Validation summary and model of the modular interaction events mediated by specific domains of RepoMan. A, Table summarizing the validation of the RepoMan interactors discussed in this study. Where indicated, endogenous interactors were detected in pulldowns of full-length FP-tagged RepoMan (Co-IPs with FP-RM), endogenous RepoMan was detected in pulldowns of FP-tagged interactors (RM co-IPs with FP-Protein) and/or endogenous interactors were detected in pulldowns of endogenous RepoMan (Co-IPs with endog RM). With the exception of 14-3-3ζ, all of the interactors shown here validated with full-length RepoMan. B, Diagram summarizing the domain-specificity of the interactions uncovered using the “fragmentome” mapping approach.

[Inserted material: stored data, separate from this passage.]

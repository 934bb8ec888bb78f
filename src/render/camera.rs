use glam::{Mat4, Vec3};

/// Slowly orbiting camera framing the visualization volume. The cage's
/// origin corner is the world origin; the camera circles the volume center
/// looking slightly down at the terrain.
pub struct OrbitCamera {
    pub target: Vec3,
    pub radius: f32,
    pub height: f32,
    /// Radians per second; 0 gives a fixed viewpoint.
    pub orbit_speed: f32,
    pub fov_degrees: f32,
}

impl OrbitCamera {
    pub fn around_volume(volume_size: f32, orbit_speed: f32) -> Self {
        Self {
            target: Vec3::new(volume_size * 0.5, volume_size * 0.3, volume_size * 0.5),
            radius: volume_size * 1.7,
            height: volume_size * 1.1,
            orbit_speed,
            fov_degrees: 45.0,
        }
    }

    pub fn view_proj(&self, time_s: f32, aspect: f32) -> Mat4 {
        let angle = time_s * self.orbit_speed + std::f32::consts::FRAC_PI_4;
        let eye = Vec3::new(
            self.target.x + angle.cos() * self.radius,
            self.height,
            self.target.z + angle.sin() * self.radius,
        );

        let view = Mat4::look_at_rh(eye, self.target, Vec3::Y);
        let proj = Mat4::perspective_rh(
            self.fov_degrees.to_radians(),
            aspect,
            0.1,
            self.radius * 10.0,
        );
        proj * view
    }
}

/// Map a world-space point to pixel coordinates. None when the point is
/// behind the camera or outside the viewport.
pub fn project_to_screen(
    view_proj: Mat4,
    world: Vec3,
    width: u32,
    height: u32,
) -> Option<(u32, u32)> {
    let clip = view_proj * world.extend(1.0);
    if clip.w <= 0.0 {
        return None;
    }
    let ndc = clip.truncate() / clip.w;
    if !(-1.0..=1.0).contains(&ndc.x) || !(-1.0..=1.0).contains(&ndc.y) {
        return None;
    }
    let x = ((ndc.x * 0.5 + 0.5) * width as f32) as u32;
    let y = ((1.0 - (ndc.y * 0.5 + 0.5)) * height as f32) as u32;
    Some((x.min(width - 1), y.min(height - 1)))
}

#[cfg(test)]
mod tests {
    use super::*;

    #[test]
    fn view_proj_is_a_real_transform() {
        let camera = OrbitCamera::around_volume(10.0, 0.05);
        let vp = camera.view_proj(0.0, 16.0 / 9.0);
        assert_ne!(vp, Mat4::IDENTITY);
        assert!(vp.to_cols_array().iter().all(|v| v.is_finite()));
    }

    #[test]
    fn target_projects_near_screen_center() {
        let camera = OrbitCamera::around_volume(10.0, 0.0);
        let vp = camera.view_proj(0.0, 1.0);
        let (x, y) = project_to_screen(vp, camera.target, 1000, 1000).unwrap();
        assert!((400..600).contains(&x));
        assert!((400..600).contains(&y));
    }

    #[test]
    fn points_behind_the_camera_do_not_project() {
        let camera = OrbitCamera::around_volume(10.0, 0.0);
        let vp = camera.view_proj(0.0, 1.0);
        // Far behind the eye, opposite the target.
        let behind = camera.target + Vec3::new(100.0, 0.0, 100.0);
        assert!(project_to_screen(vp, behind, 1000, 1000).is_none());
    }

    #[test]
    fn orbit_moves_the_eye_over_time() {
        let camera = OrbitCamera::around_volume(10.0, 0.5);
        let a = camera.view_proj(0.0, 1.0);
        let b = camera.view_proj(3.0, 1.0);
        assert_ne!(a, b);
    }
}
//! Execution Planner
//!
//! Tracks per-task status during a run and decides which tasks are ready:
//! - Trigger rule evaluation against upstream terminal statuses
//! - Skip cascading (an unsatisfiable rule skips the task, which may make
//!   further rules unsatisfiable)
//! - Branch application: all non-chosen successors of a branch are skipped
//! - Per-task timing metrics

use std::collections::{HashMap, HashSet};
use std::time::Instant;

use log::{debug, info};
use serde::{Deserialize, Serialize};

use super::model::{Task, TriggerRule, Workflow};
use super::state::RunState;

/// Status of a task during a run.
#[derive(Debug, Clone, PartialEq, Eq, Serialize, Deserialize)]
pub enum TaskStatus {
    /// Waiting for its trigger rule to be satisfied
    Pending,
    /// Currently executing
    Running,
    /// Completed successfully
    Succeeded,
    /// Failed with an error message
    Failed(String),
    /// Will never run this run (unsatisfiable rule or non-chosen branch arm)
    Skipped,
}

impl TaskStatus {
    /// Returns true for statuses that will not change for the rest of the run.
    pub fn is_terminal(&self) -> bool {
        matches!(self, Self::Succeeded | Self::Failed(_) | Self::Skipped)
    }
}

/// How a trigger rule evaluates for a pending task.
#[derive(Debug, Clone, Copy, PartialEq, Eq)]
enum RuleEval {
    /// All conditions met, the task can start
    Ready,
    /// Some upstream task has not reached a terminal state yet
    Wait,
    /// The rule can never be satisfied this run
    Skip,
}

/// Execution metrics for a single task.
#[derive(Debug, Clone)]
pub struct TaskMetrics {
    /// When the task started executing
    pub start_time: Option<Instant>,
    /// When the task finished
    pub end_time: Option<Instant>,
    /// Duration in milliseconds
    pub duration_ms: Option<u128>,
    /// Current status
    pub status: TaskStatus,
}

impl TaskMetrics {
    fn new() -> Self {
        Self {
            start_time: None,
            end_time: None,
            duration_ms: None,
            status: TaskStatus::Pending,
        }
    }
}

/// Plans which tasks run next during workflow execution.
pub struct ExecutionPlanner {
    workflow: Workflow,
    running: HashSet<String>,
    max_parallel: usize,
    metrics: HashMap<String, TaskMetrics>,
}

impl ExecutionPlanner {
    /// Creates a planner for a validated workflow.
    ///
    /// The requested parallelism is capped at the machine's CPU count.
    pub fn new(workflow: Workflow, max_parallel: usize) -> Self {
        let cpus = num_cpus::get();
        let max_parallel = max_parallel.max(1).min(cpus);

        info!(
            "Creating planner: {} max parallel tasks ({} cpus available)",
            max_parallel, cpus
        );

        let metrics = workflow
            .tasks
            .iter()
            .map(|t| (t.id.clone(), TaskMetrics::new()))
            .collect();

        Self {
            workflow,
            running: HashSet::new(),
            max_parallel,
            metrics,
        }
    }

    /// Creates a planner that resumes from a previous run record.
    ///
    /// Previously succeeded tasks keep their status; everything else starts
    /// over as pending.
    pub fn from_state(workflow: Workflow, state: &RunState, max_parallel: usize) -> Self {
        let mut planner = Self::new(workflow, max_parallel);

        for (task_id, status) in &state.task_states {
            if *status == TaskStatus::Succeeded {
                if let Some(metrics) = planner.metrics.get_mut(task_id) {
                    metrics.status = TaskStatus::Succeeded;
                    info!("Skipping previously succeeded task: {}", task_id);
                }
            }
        }

        planner
    }

    /// Returns the status of a task, defaulting to pending for unknown ids.
    pub fn status(&self, task_id: &str) -> TaskStatus {
        self.metrics
            .get(task_id)
            .map(|m| m.status.clone())
            .unwrap_or(TaskStatus::Pending)
    }

    /// Evaluates a task's trigger rule against upstream statuses.
    fn evaluate(&self, task: &Task) -> RuleEval {
        if task.upstream.is_empty() {
            return RuleEval::Ready;
        }

        let statuses: Vec<TaskStatus> = task.upstream.iter().map(|u| self.status(u)).collect();
        let all_terminal = statuses.iter().all(|s| s.is_terminal());
        let any_failed = statuses.iter().any(|s| matches!(s, TaskStatus::Failed(_)));
        let any_skipped = statuses.iter().any(|s| *s == TaskStatus::Skipped);
        let any_succeeded = statuses.iter().any(|s| *s == TaskStatus::Succeeded);

        match task.trigger_rule {
            TriggerRule::AllSuccess => {
                if any_failed || any_skipped {
                    RuleEval::Skip
                } else if all_terminal {
                    RuleEval::Ready
                } else {
                    RuleEval::Wait
                }
            }
            TriggerRule::NoneFailedMinOneSuccess => {
                if any_failed {
                    RuleEval::Skip
                } else if all_terminal {
                    if any_succeeded {
                        RuleEval::Ready
                    } else {
                        RuleEval::Skip
                    }
                } else {
                    RuleEval::Wait
                }
            }
        }
    }

    /// Skips every pending task whose trigger rule can no longer be
    /// satisfied, cascading until a fixpoint.
    ///
    /// Returns the newly skipped task ids in the order they were decided.
    pub fn resolve_skips(&mut self) -> Vec<String> {
        let mut newly_skipped = Vec::new();

        loop {
            let to_skip: Vec<String> = self
                .workflow
                .tasks
                .iter()
                .filter(|t| self.metrics[&t.id].status == TaskStatus::Pending)
                .filter(|t| self.evaluate(t) == RuleEval::Skip)
                .map(|t| t.id.clone())
                .collect();

            if to_skip.is_empty() {
                break;
            }

            for task_id in to_skip {
                self.set_status(&task_id, TaskStatus::Skipped);
                debug!("Task '{}' skipped (trigger rule unsatisfiable)", task_id);
                newly_skipped.push(task_id);
            }
        }

        newly_skipped
    }

    /// Returns tasks that are ready to execute right now.
    ///
    /// A task is ready when it is pending, its trigger rule evaluates to
    /// ready, and capacity remains under the parallel limit. Tasks are
    /// returned in topological order, so scheduling is deterministic.
    pub fn get_ready_tasks(&self) -> Vec<Task> {
        let capacity = self.max_parallel.saturating_sub(self.running.len());
        let mut ready = Vec::new();

        for task in &self.workflow.tasks {
            if ready.len() >= capacity {
                break;
            }
            if self.metrics[&task.id].status != TaskStatus::Pending {
                continue;
            }
            if self.evaluate(task) == RuleEval::Ready {
                ready.push(task.clone());
            }
        }

        ready
    }

    /// Marks a task as running.
    pub fn mark_task_running(&mut self, task_id: &str) {
        self.running.insert(task_id.to_string());

        if let Some(metrics) = self.metrics.get_mut(task_id) {
            metrics.start_time = Some(Instant::now());
            metrics.status = TaskStatus::Running;
        }
    }

    /// Marks a task as succeeded.
    pub fn mark_task_succeeded(&mut self, task_id: &str) {
        self.running.remove(task_id);
        self.finish(task_id, TaskStatus::Succeeded);
    }

    /// Marks a task as failed.
    pub fn mark_task_failed(&mut self, task_id: &str, error: String) {
        self.running.remove(task_id);
        self.finish(task_id, TaskStatus::Failed(error));
    }

    /// Applies a branch decision: every downstream task of the branch other
    /// than the chosen one is skipped.
    ///
    /// Returns the skipped task ids. Cascading to their descendants happens
    /// on the next [`resolve_skips`](Self::resolve_skips) call.
    pub fn apply_branch(&mut self, branch_id: &str, chosen: &str) -> Vec<String> {
        let siblings: Vec<String> = self
            .workflow
            .get_task(branch_id)
            .map(|t| t.downstream.clone())
            .unwrap_or_default()
            .into_iter()
            .filter(|d| d != chosen)
            .collect();

        for task_id in &siblings {
            self.set_status(task_id, TaskStatus::Skipped);
            info!("Branch '{}' chose '{}'; skipping '{}'", branch_id, chosen, task_id);
        }

        siblings
    }

    fn finish(&mut self, task_id: &str, status: TaskStatus) {
        if let Some(metrics) = self.metrics.get_mut(task_id) {
            let now = Instant::now();
            metrics.end_time = Some(now);
            if let Some(start) = metrics.start_time {
                metrics.duration_ms = Some(now.duration_since(start).as_millis());
            }
            metrics.status = status;
        }
    }

    fn set_status(&mut self, task_id: &str, status: TaskStatus) {
        if let Some(metrics) = self.metrics.get_mut(task_id) {
            metrics.status = status;
        }
    }

    /// Returns true while any task is pending or running.
    pub fn has_work_remaining(&self) -> bool {
        self.metrics
            .values()
            .any(|m| matches!(m.status, TaskStatus::Pending | TaskStatus::Running))
    }

    /// Returns the number of currently running tasks.
    pub fn running_count(&self) -> usize {
        self.running.len()
    }

    /// Returns the current progress as (terminal, total).
    pub fn progress(&self) -> (usize, usize) {
        let terminal = self.metrics.values().filter(|m| m.status.is_terminal()).count();
        (terminal, self.metrics.len())
    }

    /// Returns task ids currently in the given status.
    pub fn tasks_with_status(&self, wanted: &TaskStatus) -> Vec<String> {
        let mut ids: Vec<String> = self
            .metrics
            .iter()
            .filter(|(_, m)| match (&m.status, wanted) {
                (TaskStatus::Failed(_), TaskStatus::Failed(_)) => true,
                (a, b) => a == b,
            })
            .map(|(id, _)| id.clone())
            .collect();
        ids.sort();
        ids
    }

    /// Returns metrics for all tasks.
    pub fn get_metrics(&self) -> &HashMap<String, TaskMetrics> {
        &self.metrics
    }
}
//! Run-Scoped Task Context
//!
//! Provides the per-run key-value handoff between tasks. Each run owns a
//! single [`XcomStore`]; every task callable receives a [`TaskContext`]
//! bound to its task id and can publish values for downstream tasks or
//! pull values published upstream.
//!
//! Values are serialized as JSON so the store can be snapshotted into the
//! run record. A key is expected to be written once per run; overwriting
//! logs a warning.

use std::collections::HashMap;
use std::sync::{Arc, Mutex};

use log::{debug, warn};
use serde::de::DeserializeOwned;
use serde::Serialize;
use serde_json::Value;
use thiserror::Error;

/// Key under which a task's published return value is stored.
pub const RETURN_VALUE_KEY: &str = "return_value";

/// Errors raised inside a task callable.
#[derive(Debug, Error)]
pub enum TaskError {
    /// An upstream task published nothing under the requested key.
    #[error("task '{task}' published no value under key '{key}'")]
    MissingValue { task: String, key: String },

    /// A published value could not be decoded into the requested type.
    #[error("failed to decode value from task '{task}' key '{key}': {source}")]
    Decode {
        task: String,
        key: String,
        #[source]
        source: serde_json::Error,
    },

    /// A value could not be encoded for publishing.
    #[error("failed to encode value for key '{key}': {source}")]
    Encode {
        key: String,
        #[source]
        source: serde_json::Error,
    },

    /// Generic task failure with a message.
    #[error("{0}")]
    Failed(String),
}

/// Thread-safe key-value store scoped to a single workflow run.
///
/// Maps `(task id, key)` to a JSON value. Written by task callables through
/// [`TaskContext`]; discarded when the run ends, except for the snapshot
/// persisted in the run record.
#[derive(Debug, Default)]
pub struct XcomStore {
    values: Mutex<HashMap<String, HashMap<String, Value>>>,
}

impl XcomStore {
    /// Creates an empty store.
    pub fn new() -> Self {
        Self::default()
    }

    /// Stores a value under `(task_id, key)`.
    pub fn push(&self, task_id: &str, key: &str, value: Value) {
        let mut values = self.values.lock().unwrap_or_else(|e| e.into_inner());
        let entry = values.entry(task_id.to_string()).or_default();

        if entry.contains_key(key) {
            warn!(
                "Task '{}' overwrote value under key '{}' (keys are single-writer per run)",
                task_id, key
            );
        }

        entry.insert(key.to_string(), value);
    }

    /// Returns the value stored under `(task_id, key)`, if any.
    pub fn pull(&self, task_id: &str, key: &str) -> Option<Value> {
        let values = self.values.lock().unwrap_or_else(|e| e.into_inner());
        values.get(task_id).and_then(|m| m.get(key)).cloned()
    }

    /// Returns a serializable snapshot of all stored values.
    pub fn snapshot(&self) -> HashMap<String, HashMap<String, Value>> {
        let values = self.values.lock().unwrap_or_else(|e| e.into_inner());
        values.clone()
    }

    /// Replaces the store contents with a previously taken snapshot.
    ///
    /// Used when resuming a run so already-completed tasks keep their
    /// published values.
    pub fn restore(&self, snapshot: HashMap<String, HashMap<String, Value>>) {
        let mut values = self.values.lock().unwrap_or_else(|e| e.into_inner());
        *values = snapshot;
    }

    /// Returns true if nothing has been published yet.
    pub fn is_empty(&self) -> bool {
        let values = self.values.lock().unwrap_or_else(|e| e.into_inner());
        values.is_empty()
    }
}

/// Execution context handed to every task callable.
///
/// Identifies the running task and run, and gives typed access to the
/// run's [`XcomStore`].
#[derive(Debug, Clone)]
pub struct TaskContext {
    task_id: String,
    run_id: String,
    store: Arc<XcomStore>,
}

impl TaskContext {
    /// Creates a context for `task_id` within the given run.
    pub fn new(task_id: impl Into<String>, run_id: impl Into<String>, store: Arc<XcomStore>) -> Self {
        Self {
            task_id: task_id.into(),
            run_id: run_id.into(),
            store,
        }
    }

    /// The id of the task this context belongs to.
    pub fn task_id(&self) -> &str {
        &self.task_id
    }

    /// The logical run id of the current run.
    pub fn run_id(&self) -> &str {
        &self.run_id
    }

    /// Publishes a value under the given key for downstream tasks.
    pub fn push<T: Serialize>(&self, key: &str, value: &T) -> Result<(), TaskError> {
        let json = serde_json::to_value(value).map_err(|source| TaskError::Encode {
            key: key.to_string(),
            source,
        })?;

        debug!("Task '{}' publishing key '{}'", self.task_id, key);
        self.store.push(&self.task_id, key, json);
        Ok(())
    }

    /// Publishes this task's return value.
    pub fn push_return<T: Serialize>(&self, value: &T) -> Result<(), TaskError> {
        self.push(RETURN_VALUE_KEY, value)
    }

    /// Pulls the return value published by an upstream task.
    ///
    /// Fails if the task published nothing, mirroring the undefined-upstream
    /// case: the error propagates and fails the calling task.
    pub fn pull<T: DeserializeOwned>(&self, task_id: &str) -> Result<T, TaskError> {
        self.pull_keyed(task_id, RETURN_VALUE_KEY)
    }

    /// Pulls a value published by an upstream task under a specific key.
    pub fn pull_keyed<T: DeserializeOwned>(&self, task_id: &str, key: &str) -> Result<T, TaskError> {
        let value = self
            .store
            .pull(task_id, key)
            .ok_or_else(|| TaskError::MissingValue {
                task: task_id.to_string(),
                key: key.to_string(),
            })?;

        serde_json::from_value(value).map_err(|source| TaskError::Decode {
            task: task_id.to_string(),
            key: key.to_string(),
            source,
        })
    }

    /// Pulls a value if present, returning `None` when nothing was published.
    ///
    /// Used by tasks that tolerate a missing upstream value, such as a
    /// summarizer with a fallback message.
    pub fn try_pull_keyed<T: DeserializeOwned>(
        &self,
        task_id: &str,
        key: &str,
    ) -> Result<Option<T>, TaskError> {
        match self.store.pull(task_id, key) {
            None => Ok(None),
            Some(value) => serde_json::from_value(value)
                .map(Some)
                .map_err(|source| TaskError::Decode {
                    task: task_id.to_string(),
                    key: key.to_string(),
                    source,
                }),
        }
    }
}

Although the extreme N terminus mediates most interactions with importins and NUPs, IPO7 (and other nonclassic importins) binds weakly to both the 1–135 and 496–591 regions of RepoMan, and more efficiently to the 1–591 fragment encompassing both of these regions. The PP1-binding RVxF domain in the N terminus mediates interaction with PP1β and PP1γ. Region 496–591, which mediates interaction with ribosomal proteins and shows additional accumulation in nucleoli, contains both a predicted bipartite nuclear localization signal (NLS, underlined) and a predicted nucleolar localization signal (NoLS, bold text). The longer 496–713 domain is required for association with PP2Ac/R1A/B56γ, and this association occurs predominantly in early mitosis. The chromatin localization pattern observed for RepoMan in interphase cells is maintained by the extreme C terminus (713–1023), which also mediates association with histone H3 and with the DNA damage response-related PRKDC kinase and 14-3-3 proteins. Deletion of the extreme C terminus (947–1023), which contains 2 predicted 14-3-3 binding sites, results in loss of 14-3-3 binding.